## What the exercise asks
Copy out the data below, all of it, exactly.

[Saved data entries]
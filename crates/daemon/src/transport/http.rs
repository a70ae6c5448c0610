// SPDX-License-Identifier: BUSL-1.1
// Copyright (c) 2026 Alfred Jean LLC

//! Axum handler implementations.

use std::collections::HashMap;
use std::sync::Arc;

use axum::extract::{Query, State};
use axum::http::StatusCode;
use axum::response::IntoResponse;
use axum::Json;
use chrono::{DateTime, Utc};
use serde::Deserialize;
use serde_json::json;
use uuid::Uuid;

use crate::binder::{BindError, BindOutcome};
use crate::error::{ApiError, ErrorCode};
use crate::event::EventEnvelope;
use crate::state::AgentKind;
use crate::store::{Runtime, StoreError};
use crate::transport::state::Daemon;

impl From<StoreError> for ApiError {
    fn from(e: StoreError) -> Self {
        match e {
            StoreError::Conflict(msg) => ApiError::new(ErrorCode::RefConflict, msg),
            StoreError::Unavailable(msg) => ApiError::new(ErrorCode::IoUnavailable, msg),
        }
    }
}

impl From<BindError> for ApiError {
    fn from(e: BindError) -> Self {
        match e {
            BindError::Invalid(msg) => ApiError::invalid(msg),
            BindError::Store(e) => e.into(),
        }
    }
}

/// `POST /v1/events` — ingest one agent notification.
pub async fn post_event(
    State(d): State<Arc<Daemon>>,
    Json(envelope): Json<EventEnvelope>,
) -> Result<impl IntoResponse, ApiError> {
    match d.binder.bind_event(envelope, Utc::now()).await? {
        BindOutcome::Bound { runtime_id, state } => {
            let mut body = json!({ "status": "bound", "runtime_id": runtime_id });
            if let Some(state) = state {
                body["state"] = json!(state.status.as_str());
                if let Some(reason) = state.reason_code {
                    body["reason_code"] = json!(reason);
                }
            }
            Ok((StatusCode::ACCEPTED, Json(body)))
        }
        BindOutcome::Parked => {
            Ok((StatusCode::ACCEPTED, Json(json!({ "status": "pending_bind" }))))
        }
    }
}

/// Body for `POST /v1/runtimes`.
#[derive(Debug, Clone, Deserialize)]
pub struct RuntimeRegistration {
    pub target: String,
    pub pane_id: String,
    #[serde(default)]
    pub boot_id: String,
    #[serde(default)]
    pub pane_epoch: u64,
    #[serde(default)]
    pub agent_type: AgentKind,
    #[serde(default)]
    pub pid: Option<u32>,
    #[serde(default)]
    pub started_at: Option<DateTime<Utc>>,
}

/// `POST /v1/runtimes` — register a detected agent runtime, then replay
/// any parked events for its pane.
pub async fn post_runtime(
    State(d): State<Arc<Daemon>>,
    Json(reg): Json<RuntimeRegistration>,
) -> Result<impl IntoResponse, ApiError> {
    if reg.target.trim().is_empty() || reg.pane_id.trim().is_empty() {
        return Err(ApiError::invalid("target and pane_id are required"));
    }

    let now = Utc::now();
    let runtime = Runtime {
        runtime_id: Uuid::new_v4().to_string(),
        target_id: reg.target.clone(),
        pane_id: reg.pane_id.clone(),
        boot_id: reg.boot_id,
        pane_epoch: reg.pane_epoch,
        agent_type: reg.agent_type,
        pid: reg.pid,
        started_at: reg.started_at.unwrap_or(now),
    };
    let runtime_id = runtime.runtime_id.clone();
    d.store.insert_runtime(runtime).await?;

    let rebound = d.binder.rebind_pending(&reg.target, &reg.pane_id, now).await?;
    Ok((StatusCode::CREATED, Json(json!({ "runtime_id": runtime_id, "rebound": rebound }))))
}

/// Query parameters for the pane listing.
#[derive(Debug, Clone, Default, Deserialize)]
pub struct PaneListQuery {
    /// Attach workspace thread hints when an enricher is configured.
    #[serde(default)]
    pub hints: bool,
}

/// `GET /v1/panes` — attached panes with their state-machine cells.
pub async fn list_panes(
    State(d): State<Arc<Daemon>>,
    Query(q): Query<PaneListQuery>,
) -> Result<impl IntoResponse, ApiError> {
    let mut views = Vec::new();
    {
        let sessions = d.sessions.read().await;
        for handle in sessions.values() {
            let session_views = handle.views.read().await;
            views.extend(session_views.values().cloned());
        }
    }

    let states = d.store.list_states().await?;
    let by_pane: HashMap<(String, String), _> =
        states.into_iter().map(|(t, p, s)| ((t, p), s)).collect();

    let hints = if q.hints {
        match d.enricher.as_ref() {
            Some(enricher) => {
                let paths: Vec<String> =
                    views.iter().filter_map(|v| v.current_path.clone()).collect();
                enricher.get_many(&paths).await
            }
            None => HashMap::new(),
        }
    } else {
        HashMap::new()
    };

    let panes: Vec<serde_json::Value> = views
        .into_iter()
        .map(|view| {
            let mut row = serde_json::to_value(&view).unwrap_or_else(|_| json!({}));
            if let Some(state) = by_pane.get(&(view.target.clone(), view.pane_id.clone())) {
                row["state"] = json!(state.status.as_str());
                row["runtime_id"] = json!(state.runtime_id);
                row["last_event_at"] = json!(state.last_event_at);
                if let Some(ref reason) = state.reason_code {
                    row["reason_code"] = json!(reason);
                }
            }
            if let Some(path) = view.current_path.as_deref() {
                if let Some(Ok(hint)) = hints.get(path) {
                    row["thread_hint"] = json!(hint);
                }
            }
            row
        })
        .collect();

    Ok(Json(json!({ "panes": panes })))
}

/// `GET /v1/inbox` — parked events awaiting a binding pass.
pub async fn list_inbox(State(d): State<Arc<Daemon>>) -> Result<impl IntoResponse, ApiError> {
    let entries = d.store.list_pending_inbox().await?;
    Ok(Json(json!({ "pending": entries })))
}

/// `GET /v1/telemetry` — counter snapshot for operators.
pub async fn telemetry_snapshot(State(d): State<Arc<Daemon>>) -> impl IntoResponse {
    Json(json!({ "counters": d.telemetry.snapshot() }))
}

/// `GET /v1/healthz`.
pub async fn health(State(d): State<Arc<Daemon>>) -> impl IntoResponse {
    let sessions = d.sessions.read().await.len();
    Json(json!({
        "status": "ok",
        "uptime_secs": d.started_at.elapsed().as_secs(),
        "sessions": sessions,
    }))
}

/// `POST /v1/shutdown` — initiate graceful daemon shutdown.
pub async fn shutdown(State(d): State<Arc<Daemon>>) -> impl IntoResponse {
    d.shutdown.cancel();
    Json(json!({ "accepted": true }))
}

## Output of the exercise
filename crates/daemon/src/transport/http.rs
repository a70ae6c5448c0610
// SPDX-License-Identifier: BUSL-1.1
// Copyright (c) 2026 Alfred Jean LLC

//! Axum handler implementations.

use std::collections::HashMap;
use std::sync::Arc;

use axum::extract::{Query, State};
use axum::http::StatusCode;
use axum::response::IntoResponse;
use axum::Json;
use chrono::{DateTime, Utc};
use serde::Deserialize;
use serde_json::json;
use uuid::Uuid;

use crate::binder::{BindError, BindOutcome};
use crate::error::{ApiError, ErrorCode};
use crate::event::EventEnvelope;
use crate::state::AgentKind;
use crate::store::{Runtime, StoreError};
use crate::transport::state::Daemon;

impl From<StoreError> for ApiError {
    fn from(e: StoreError) -> Self {
        match e {
            StoreError::Conflict(msg) => ApiError::new(ErrorCode::RefConflict, msg),
            StoreError::Unavailable(msg) => ApiError::new(ErrorCode::IoUnavailable, msg),
        }
    }
}

impl From<BindError> for ApiError {
    fn from(e: BindError) -> Self {
        match e {
            BindError::Invalid(msg) => ApiError::invalid(msg),
            BindError::Store(e) => e.into(),
        }
    }
}

/// `POST /v1/events` — ingest one agent notification.
pub async fn post_event(
    State(d): State<Arc<Daemon>>,
    Json(envelope): Json<EventEnvelope>,
) -> Result<impl IntoResponse, ApiError> {
    match d.binder.bind_event(envelope, Utc::now()).await? {
        BindOutcome::Bound { runtime_id, state } => {
            let mut body = json!({ "status": "bound", "runtime_id": runtime_id });
            if let Some(state) = state {
                body["state"] = json!(state.status.as_str());
                if let Some(reason) = state.reason_code {
                    body["reason_code"] = json!(reason);
                }
            }
            Ok((StatusCode::ACCEPTED, Json(body)))
        }
        BindOutcome::Parked => {
            Ok((StatusCode::ACCEPTED, Json(json!({ "status": "pending_bind" }))))
        }
    }
}

/// Body for `POST /v1/runtimes`.
#[derive(Debug, Clone, Deserialize)]
pub struct RuntimeRegistration {
    pub target: String,
    pub pane_id: String,
    #[serde(default)]
    pub boot_id: String,
    #[serde(default)]
    pub pane_epoch: u64,
    #[serde(default)]
    pub agent_type: AgentKind,
    #[serde(default)]
    pub pid: Option<u32>,
    #[serde(default)]
    pub started_at: Option<DateTime<Utc>>,
}

/// `POST /v1/runtimes` — register a detected agent runtime, then replay
/// any parked events for its pane.
pub async fn post_runtime(
    State(d): State<Arc<Daemon>>,
    Json(reg): Json<RuntimeRegistration>,
) -> Result<impl IntoResponse, ApiError> {
    if reg.target.trim().is_empty() || reg.pane_id.trim().is_empty() {
        return Err(ApiError::invalid("target and pane_id are required"));
    }

    let now = Utc::now();
    let runtime = Runtime {
        runtime_id: Uuid::new_v4().to_string(),
        target_id: reg.target.clone(),
        pane_id: reg.pane_id.clone(),
        boot_id: reg.boot_id,
        pane_epoch: reg.pane_epoch,
        agent_type: reg.agent_type,
        pid: reg.pid,
        started_at: reg.started_at.unwrap_or(now),
    };
    let runtime_id = runtime.runtime_id.clone();
    d.store.insert_runtime(runtime).await?;

    let rebound = d.binder.rebind_pending(&reg.target, &reg.pane_id, now).await?;
    Ok((StatusCode::CREATED, Json(json!({ "runtime_id": runtime_id, "rebound": rebound }))))
}

/// Query parameters for the pane listing.
#[derive(Debug, Clone, Default, Deserialize)]
pub struct PaneListQuery {
    /// Attach workspace thread hints when an enricher is configured.
    #[serde(default)]
    pub hints: bool,
}

/// `GET /v1/panes` — attached panes with their state-machine cells.
pub async fn list_panes(
    State(d): State<Arc<Daemon>>,
    Query(q): Query<PaneListQuery>,
) -> Result<impl IntoResponse, ApiError> {
    let mut views = Vec::new();
    {
        let sessions = d.sessions.read().await;
        for handle in sessions.values() {
            let session_views = handle.views.read().await;
            views.extend(session_views.values().cloned());
        }
    }

    let states = d.store.list_states().await?;
    let by_pane: HashMap<(String, String), _> =
        states.into_iter().map(|(t, p, s)| ((t, p), s)).collect();

    let hints = if q.hints {
        match d.enricher.as_ref() {
            Some(enricher) => {
                let paths: Vec<String> =
                    views.iter().filter_map(|v| v.current_path.clone()).collect();
                enricher.get_many(&paths).await
            }
            None => HashMap::new(),
        }
    } else {
        HashMap::new()
    };

    let panes: Vec<serde_json::Value> = views
        .into_iter()
        .map(|view| {
            let mut row = serde_json::to_value(&view).unwrap_or_else(|_| json!({}));
            if let Some(state) = by_pane.get(&(view.target.clone(), view.pane_id.clone())) {
                row["state"] = json!(state.status.as_str());
                row["runtime_id"] = json!(state.runtime_id);
                row["last_event_at"] = json!(state.last_event_at);
                if let Some(ref reason) = state.reason_code {
                    row["reason_code"] = json!(reason);
                }
            }
            if let Some(path) = view.current_path.as_deref() {
                if let Some(Ok(hint)) = hints.get(path) {
                    row["thread_hint"] = json!(hint);
                }
            }
            row
        })
        .collect();

    Ok(Json(json!({ "panes": panes })))
}

/// `GET /v1/inbox` — parked events awaiting a binding pass.
pub async fn list_inbox(State(d): State<Arc<Daemon>>) -> Result<impl IntoResponse, ApiError> {
    let entries = d.store.list_pending_inbox().await?;
    Ok(Json(json!({ "pending": entries })))
}

/// `GET /v1/telemetry` — counter snapshot for operators.
pub async fn telemetry_snapshot(State(d): State<Arc<Daemon>>) -> impl IntoResponse {
    Json(json!({ "counters": d.telemetry.snapshot() }))
}

/// `GET /v1/healthz`.
pub async fn health(State(d): State<Arc<Daemon>>) -> impl IntoResponse {
    let sessions = d.sessions.read().await.len();
    Json(json!({
        "status": "ok",
        "uptime_secs": d.started_at.elapsed().as_secs(),
        "sessions": sessions,
    }))
}

/// `POST /v1/shutdown` — initiate graceful daemon shutdown.
pub async fn shutdown(State(d): State<Arc<Daemon>>) -> impl IntoResponse {
    d.shutdown.cancel();
    Json(json!({ "accepted": true }))
}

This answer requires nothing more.